### WORK INSTRUCTION:
Starting with the line that contains "Software, and to" and stopping after the line that contains "impl Sealed for", copy the entries below exactly. Include nothing else.

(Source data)
⁂

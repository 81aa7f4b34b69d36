// Copyright (c) 2025 Felix Kahle.
//
// Permission is hereby granted, free of charge, to any person obtaining
// a copy of this software and associated documentation files (the
// "Software"), to deal in the Software without restriction, including
// without limitation the rights to use, copy, modify, merge, publish,
// distribute, sublicense, and/or sell copies of the Software, and to
// permit persons to whom the Software is furnished to do so, subject to
// the following conditions:
//
// The above copyright notice and this permission notice shall be
// included in all copies or substantial portions of the Software.
//
// THE SOFTWARE IS PROVIDED "AS IS", WITHOUT WARRANTY OF ANY KIND,
// EXPRESS OR IMPLIED, INCLUDING BUT NOT LIMITED TO THE WARRANTIES OF
// MERCHANTABILITY, FITNESS FOR A PARTICULAR PURPOSE AND
// NONINFRINGEMENT. IN NO EVENT SHALL THE AUTHORS OR COPYRIGHT HOLDERS BE
// LIABLE FOR ANY CLAIM, DAMAGES OR OTHER LIABILITY, WHETHER IN AN ACTION
// OF CONTRACT, TORT OR OTHERWISE, ARISING FROM, OUT OF OR IN CONNECTION
// WITH THE SOFTWARE OR THE USE OR OTHER DEALINGS IN THE SOFTWARE.

//! # Aggregate Nodes
//!
//! The two node types every pack is built from: [`Nil`], the distinguished
//! empty aggregate, and [`Cons<H, T>`], one element in front of the rest.
//! The sealed [`Pack`] trait ties them together and carries the arity as an
//! associated constant.
//!
//! Elements live in declaration order: the head is constructed first and,
//! following ordinary struct-field rules, dropped first.

use keel_core::introspect::constant::{BoolConstant, False, True};
use keel_core::introspect::property::Introspect;

mod sealed {
    pub trait Sealed {}

    impl Sealed for super::Nil {}
    impl<H, T: Sealed> Sealed for super::Cons<H, T> {}
}

/// A fixed-arity, ordered, heterogeneous aggregate.
///
/// Implemented only by [`Nil`] and [`Cons`]; the trait is sealed so the
/// arity arithmetic and the empty/non-empty distinction stay closed.
///
/// # Examples
///
/// ```rust
/// use keel_pack::{pack, Pack, Cons, Nil};
///
/// assert_eq!(Nil::LEN, 0);
/// assert_eq!(<Cons<u8, Cons<char, Nil>>>::LEN, 2);
/// assert!(pack![].is_empty());
/// assert!(!pack![1].is_empty());
/// ```
pub trait Pack: sealed::Sealed {
    /// The number of elements.
    const LEN: usize;

    /// Type-level emptiness: [`True`] for [`Nil`], [`False`] for every
    /// [`Cons`]. The two can never unify.
    type Empty: BoolConstant;

    /// Returns the number of elements.
    #[inline(always)]
    fn len(&self) -> usize {
        Self::LEN
    }

    /// Checks whether the aggregate has no elements.
    #[inline(always)]
    fn is_empty(&self) -> bool {
        Self::LEN == 0
    }
}

/// The empty aggregate.
///
/// A distinguished type, not an arity-0 instance of the general shape. Its
/// only supported construction shapes are default construction and
/// copy/move from another `Nil`.
#[derive(Clone, Copy, Default, PartialEq, Eq, PartialOrd, Ord, Hash, Debug)]
pub struct Nil;

impl Pack for Nil {
    const LEN: usize = 0;
    type Empty = True;
}

/// One element in front of the rest of an aggregate.
///
/// `head` is the first element; `tail` is the aggregate of the remaining
/// ones, ending in [`Nil`].
///
/// # Examples
///
/// ```rust
/// use keel_pack::{Cons, Nil, Pack};
///
/// let p = Cons::new(1i32, Cons::new('c', Nil));
/// assert_eq!(p.len(), 2);
/// assert_eq!(*p.head(), 1);
/// assert_eq!(*p.tail().head(), 'c');
/// ```
#[derive(Clone, Copy, Default, PartialEq, Eq, PartialOrd, Ord, Hash, Debug)]
pub struct Cons<H, T> {
    head: H,
    tail: T,
}

impl<H, T: Pack> Pack for Cons<H, T> {
    const LEN: usize = 1 + T::LEN;
    type Empty = False;
}

impl<H, T> Cons<H, T> {
    /// Creates a node from its first element and the rest.
    #[inline(always)]
    pub const fn new(head: H, tail: T) -> Self {
        Cons { head, tail }
    }

    /// Returns a reference to the first element.
    #[inline(always)]
    pub const fn head(&self) -> &H {
        &self.head
    }

    /// Returns a mutable reference to the first element.
    #[inline(always)]
    pub fn head_mut(&mut self) -> &mut H {
        &mut self.head
    }

    /// Consumes the node, returning the first element.
    #[inline(always)]
    pub fn into_head(self) -> H {
        self.head
    }

    /// Returns a reference to the rest of the aggregate.
    #[inline(always)]
    pub const fn tail(&self) -> &T {
        &self.tail
    }

    /// Returns a mutable reference to the rest of the aggregate.
    #[inline(always)]
    pub fn tail_mut(&mut self) -> &mut T {
        &mut self.tail
    }

    /// Consumes the node, returning the rest of the aggregate.
    #[inline(always)]
    pub fn into_tail(self) -> T {
        self.tail
    }

    /// Consumes the node, returning both parts.
    #[inline(always)]
    pub fn into_parts(self) -> (H, T) {
        (self.head, self.tail)
    }

    /// Puts a new element in front, growing the arity by one.
    ///
    /// # Examples
    ///
    /// ```rust
    /// use keel_pack::{pack, Pack};
    ///
    /// let p = pack!['c'].prepend(1i32);
    /// assert_eq!(p.len(), 2);
    /// assert_eq!(*p.first(), 1);
    /// ```
    #[inline(always)]
    pub fn prepend<G>(self, head: G) -> Cons<G, Self> {
        Cons { head, tail: self }
    }
}

impl Nil {
    /// Puts an element in front of the empty aggregate.
    #[inline(always)]
    pub fn prepend<G>(self, head: G) -> Cons<G, Nil> {
        Cons { head, tail: Nil }
    }
}

impl<A, T> Cons<A, T> {
    /// Returns a reference to element 0.
    #[inline(always)]
    pub const fn first(&self) -> &A {
        &self.head
    }
}

impl<A, B, T> Cons<A, Cons<B, T>> {
    /// Returns a reference to element 1.
    #[inline(always)]
    pub const fn second(&self) -> &B {
        &self.tail.head
    }
}

impl<A, B, C, T> Cons<A, Cons<B, Cons<C, T>>> {
    /// Returns a reference to element 2.
    #[inline(always)]
    pub const fn third(&self) -> &C {
        &self.tail.tail.head
    }
}

// Layout queries compose structurally over the elements, answered through
// the same dispatcher as scalar types.
impl Introspect for Nil {
    const ZERO_SIZED: bool = true;
    const DROP_GLUE: bool = false;
}

impl<H: Introspect, T: Pack + Introspect> Introspect for Cons<H, T> {
    const ZERO_SIZED: bool = H::ZERO_SIZED && T::ZERO_SIZED;
    const DROP_GLUE: bool = H::DROP_GLUE || T::DROP_GLUE;
}

#[cfg(test)]
mod tests {
    use super::*;
    use crate::pack;
    use keel_core::introspect::constant::value;
    use keel_core::introspect::property::{has_drop_glue, is_overlapping, is_zero_sized};
    use std::cell::RefCell;
    use std::rc::Rc;

    const _: () = assert!(Nil::LEN == 0);
    const _: () = assert!(<Cons<u8, Nil>>::LEN == 1);
    const _: () = assert!(<Cons<u8, Cons<char, Nil>>>::LEN == 2);
    const _: () = assert!(value::<<Nil as Pack>::Empty>());
    const _: () = assert!(!value::<<Cons<u8, Nil> as Pack>::Empty>());
    const _: () = assert!(is_zero_sized::<Nil>());
    const _: () = assert!(!is_zero_sized::<Cons<u8, Nil>>());

    #[test]
    fn test_arity() {
        assert_eq!(pack![].len(), 0);
        assert!(pack![].is_empty());
        assert_eq!(pack![1].len(), 1);
        assert_eq!(pack![1, 'c', 3.0].len(), 3);
        assert!(!pack![1].is_empty());
    }

    #[test]
    fn test_accessors() {
        let mut p = pack![1i32, 'c', "s"];
        assert_eq!(*p.head(), 1);
        assert_eq!(*p.first(), 1);
        assert_eq!(*p.second(), 'c');
        assert_eq!(*p.third(), "s");

        *p.head_mut() = 7;
        *p.tail_mut().head_mut() = 'd';
        assert_eq!(*p.first(), 7);
        assert_eq!(*p.second(), 'd');

        let (head, tail) = p.into_parts();
        assert_eq!(head, 7);
        assert_eq!(*tail.head(), 'd');
        assert_eq!(tail.into_tail().into_head(), "s");
    }

    #[test]
    fn test_prepend_grows_front() {
        let p = Nil.prepend('c').prepend(1i32);
        assert_eq!(*p.first(), 1);
        assert_eq!(*p.second(), 'c');
        assert_eq!(p.len(), 2);
    }

    #[test]
    fn test_equality() {
        assert_eq!(pack![1, 'c'], pack![1, 'c']);
        assert_ne!(pack![1, 'c'], pack![2, 'c']);
        assert_eq!(Nil, Nil);
    }

    #[test]
    fn test_copy_preserves_value() {
        let p = pack![1u8, 2u16];
        let q = p;
        assert_eq!(p, q);
    }

    /// A test element type that carries drop glue.
    struct Buffer(#[allow(dead_code)] String);

    keel_core::introspect_types! {
        Buffer => { zero_sized: false, drop_glue: true },
    }

    #[test]
    fn test_introspect_composition() {
        assert!(is_zero_sized::<Nil>());
        assert!(is_zero_sized::<Cons<(), Cons<(), Nil>>>());
        assert!(!is_zero_sized::<Cons<(), Cons<u8, Nil>>>());
        assert!(!has_drop_glue::<Cons<u8, Cons<u16, Nil>>>());
        assert!(has_drop_glue::<Cons<u8, Cons<Buffer, Nil>>>());
        assert!(!is_overlapping::<Cons<u8, Nil>>());
    }

    /// Records construction and drop order by name.
    #[derive(Clone)]
    struct Tracked {
        name: &'static str,
        log: Rc<RefCell<Vec<String>>>,
    }

    impl Tracked {
        fn new(name: &'static str, log: &Rc<RefCell<Vec<String>>>) -> Self {
            log.borrow_mut().push(format!("ctor {}", name));
            Tracked {
                name,
                log: Rc::clone(log),
            }
        }
    }

    impl Drop for Tracked {
        fn drop(&mut self) {
            self.log.borrow_mut().push(format!("drop {}", self.name));
        }
    }

    #[test]
    fn test_construction_and_drop_order_follow_declaration_order() {
        let log = Rc::new(RefCell::new(Vec::new()));
        {
            let _p = pack![
                Tracked::new("a", &log),
                Tracked::new("b", &log),
                Tracked::new("c", &log)
            ];
            assert_eq!(*log.borrow(), ["ctor a", "ctor b", "ctor c"]);
        }
        assert_eq!(
            *log.borrow(),
            ["ctor a", "ctor b", "ctor c", "drop a", "drop b", "drop c"]
        );
    }
}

⁂

### PROBLEM SOLUTION:
// distribute, sublicense, and/or sell copies of the Software, and to
// permit persons to whom the Software is furnished to do so, subject to
// the following conditions:
//
// The above copyright notice and this permission notice shall be
// included in all copies or substantial portions of the Software.
//
// THE SOFTWARE IS PROVIDED "AS IS", WITHOUT WARRANTY OF ANY KIND,
// EXPRESS OR IMPLIED, INCLUDING BUT NOT LIMITED TO THE WARRANTIES OF
// MERCHANTABILITY, FITNESS FOR A PARTICULAR PURPOSE AND
// NONINFRINGEMENT. IN NO EVENT SHALL THE AUTHORS OR COPYRIGHT HOLDERS BE
// LIABLE FOR ANY CLAIM, DAMAGES OR OTHER LIABILITY, WHETHER IN AN ACTION
// OF CONTRACT, TORT OR OTHERWISE, ARISING FROM, OUT OF OR IN CONNECTION
// WITH THE SOFTWARE OR THE USE OR OTHER DEALINGS IN THE SOFTWARE.

//! # Aggregate Nodes
//!
//! The two node types every pack is built from: [`Nil`], the distinguished
//! empty aggregate, and [`Cons<H, T>`], one element in front of the rest.
//! The sealed [`Pack`] trait ties them together and carries the arity as an
//! associated constant.
//!
//! Elements live in declaration order: the head is constructed first and,
//! following ordinary struct-field rules, dropped first.

use keel_core::introspect::constant::{BoolConstant, False, True};
use keel_core::introspect::property::Introspect;

mod sealed {
    pub trait Sealed {}

    impl Sealed for super::Nil {}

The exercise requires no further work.